■ **REQUIRED WORK**
Which lines in the records below contain the word "Value"? Copy each of them.
** Opening PROVIDED MATERIAL block **
//! HTTP surface: ingestion endpoint, chart image, landing page.

use std::future::Future;
use std::path::PathBuf;
use std::sync::Arc;

use axum::{
    body::Bytes,
    extract::{Query, State},
    http::{header, StatusCode},
    response::{Html, IntoResponse, Response},
    routing::{get, post},
    Json, Router,
};
use chrono::{DateTime, Utc};
use serde::Deserialize;
use serde_json::{json, Value};
use tokio::net::TcpListener;

use crate::chart::RenderPipeline;
use crate::error::{IngestError, RenderError};
use crate::ingest::{Delivery, Ingest};
use crate::logging::{error, info, obj, v_str, warn, Domain};
use crate::reading::TimeRange;

const INDEX_HTML: &str = include_str!("../public/index.html");

#[derive(Clone)]
pub struct AppState {
    pub gateway: Arc<dyn Ingest>,
    pub charts: Arc<RenderPipeline>,
    pub static_dir: PathBuf,
}

pub fn routes(state: AppState) -> Router {
    Router::new()
        .route("/", get(index))
        .route("/sendData", post(send_data))
        .route("/grafico.png", get(chart_png))
        .route("/health", get(health))
        .with_state(state)
}

pub async fn serve<S>(listener: TcpListener, state: AppState, shutdown: S) -> anyhow::Result<()>
where
    S: Future<Output = ()> + Send + 'static,
{
    let addr = listener.local_addr()?;
    info(Domain::Http, "listening", obj(&[("addr", v_str(&addr.to_string()))]));
    axum::serve(listener, routes(state))
        .with_graceful_shutdown(shutdown)
        .await?;
    info(Domain::Http, "stopped", obj(&[]));
    Ok(())
}

async fn index(State(state): State<AppState>) -> Html<String> {
    match tokio::fs::read_to_string(state.static_dir.join("index.html")).await {
        Ok(page) => Html(page),
        Err(_) => Html(INDEX_HTML.to_string()),
    }
}

async fn health() -> Json<Value> {
    Json(json!({"status": "ok"}))
}

const MAX_DELIVERY_ID_LEN: usize = 64;

/// Split a `{"id"?, "data"}` body into a delivery. A caller-supplied id makes
/// repeated submissions of the same body overwrite one record.
fn delivery_from_body(body: &[u8]) -> Result<Delivery, String> {
    let mut envelope = serde_json::from_slice::<Value>(body).map_err(|e| e.to_string())?;
    let payload = envelope.get_mut("data").map(Value::take).unwrap_or(Value::Null);
    match envelope.get("id") {
        None | Some(Value::Null) => Ok(Delivery::new(payload)),
        Some(Value::String(id))
            if !id.is_empty()
                && id.len() <= MAX_DELIVERY_ID_LEN
                && id.chars().all(|c| c.is_ascii_alphanumeric()) =>
        {
            Ok(Delivery::with_id(id.clone(), payload))
        }
        Some(other) => Err(format!("invalid delivery id {}", other)),
    }
}

async fn send_data(State(state): State<AppState>, body: Bytes) -> Response {
    let delivery = match delivery_from_body(&body) {
        Ok(delivery) => delivery,
        Err(reason) => {
            warn(Domain::Http, "bad_body", obj(&[("error", v_str(&reason))]));
            return (StatusCode::BAD_REQUEST, "Invalid data").into_response();
        }
    };

    match state.gateway.ingest(&delivery).await {
        Ok(_) => (StatusCode::OK, "Data saved successfully!").into_response(),
        Err(IngestError::Validation(_)) => (StatusCode::BAD_REQUEST, "Invalid data").into_response(),
        Err(err) => {
            error(Domain::Http, "ingest_failed", obj(&[("error", v_str(&err.to_string()))]));
            (StatusCode::INTERNAL_SERVER_ERROR, "Error saving data").into_response()
        }
    }
}

/// Optional window, epoch milliseconds, both inclusive.
#[derive(Debug, Default, Deserialize)]
pub struct ChartQuery {
    pub from: Option<i64>,
    pub to: Option<i64>,
}

impl ChartQuery {
    fn range(&self) -> Option<TimeRange> {
        let at = |ms: Option<i64>| match ms {
            None => Some(None),
            Some(ms) => DateTime::<Utc>::from_timestamp_millis(ms).map(Some),
        };
        Some(TimeRange { from: at(self.from)?, to: at(self.to)? })
    }
}

async fn chart_png(State(state): State<AppState>, Query(query): Query<ChartQuery>) -> Response {
    let Some(range) = query.range() else {
        return (StatusCode::BAD_REQUEST, "Invalid range").into_response();
    };
    match state.charts.render(range).await {
        Ok(image) => ([(header::CONTENT_TYPE, "image/png")], image).into_response(),
        Err(err) => {
            let source = match &err {
                RenderError::Store(_) => "store",
                RenderError::Renderer(_) => "renderer",
            };
            error(
                Domain::Render,
                "render_failed",
                obj(&[("source", v_str(source)), ("error", v_str(&err.to_string()))]),
            );
            (StatusCode::INTERNAL_SERVER_ERROR, "Error generating graph").into_response()
        }
    }
}

#[cfg(test)]
mod tests {
    use super::*;

    #[test]
    fn open_query_is_full_range() {
        assert_eq!(ChartQuery::default().range(), Some(TimeRange::all()));
    }

    #[test]
    fn query_bounds_convert_from_millis() {
        let q = ChartQuery { from: Some(1_700_000_000_000), to: None };
        let range = q.range().unwrap();
        assert_eq!(range.from.unwrap().timestamp_millis(), 1_700_000_000_000);
        assert!(range.to.is_none());
    }

    #[test]
    fn body_id_is_kept_or_generated() {
        let given = delivery_from_body(br#"{"id":"abc123","data":[]}"#).unwrap();
        assert_eq!(given.id, "abc123");
        assert_eq!(given.payload, json!([]));

        let fresh = delivery_from_body(br#"{"data":[]}"#).unwrap();
        assert_eq!(fresh.id.len(), 20);

        assert!(delivery_from_body(br#"{"id":"../x","data":[]}"#).is_err());
        assert!(delivery_from_body(br#"{"id":7,"data":[]}"#).is_err());
        assert!(delivery_from_body(b"{not json").is_err());
    }

    #[test]
    fn out_of_range_millis_rejected() {
        let q = ChartQuery { from: Some(i64::MAX), to: None };
        assert!(q.range().is_none());
    }
}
** Closing PROVIDED MATERIAL block **
■ **EXERCISE ANSWER**
use serde_json::{json, Value};
async fn health() -> Json<Value> {
    let mut envelope = serde_json::from_slice::<Value>(body).map_err(|e| e.to_string())?;
    let payload = envelope.get_mut("data").map(Value::take).unwrap_or(Value::Null);
        None | Some(Value::Null) => Ok(Delivery::new(payload)),
        Some(Value::String(id))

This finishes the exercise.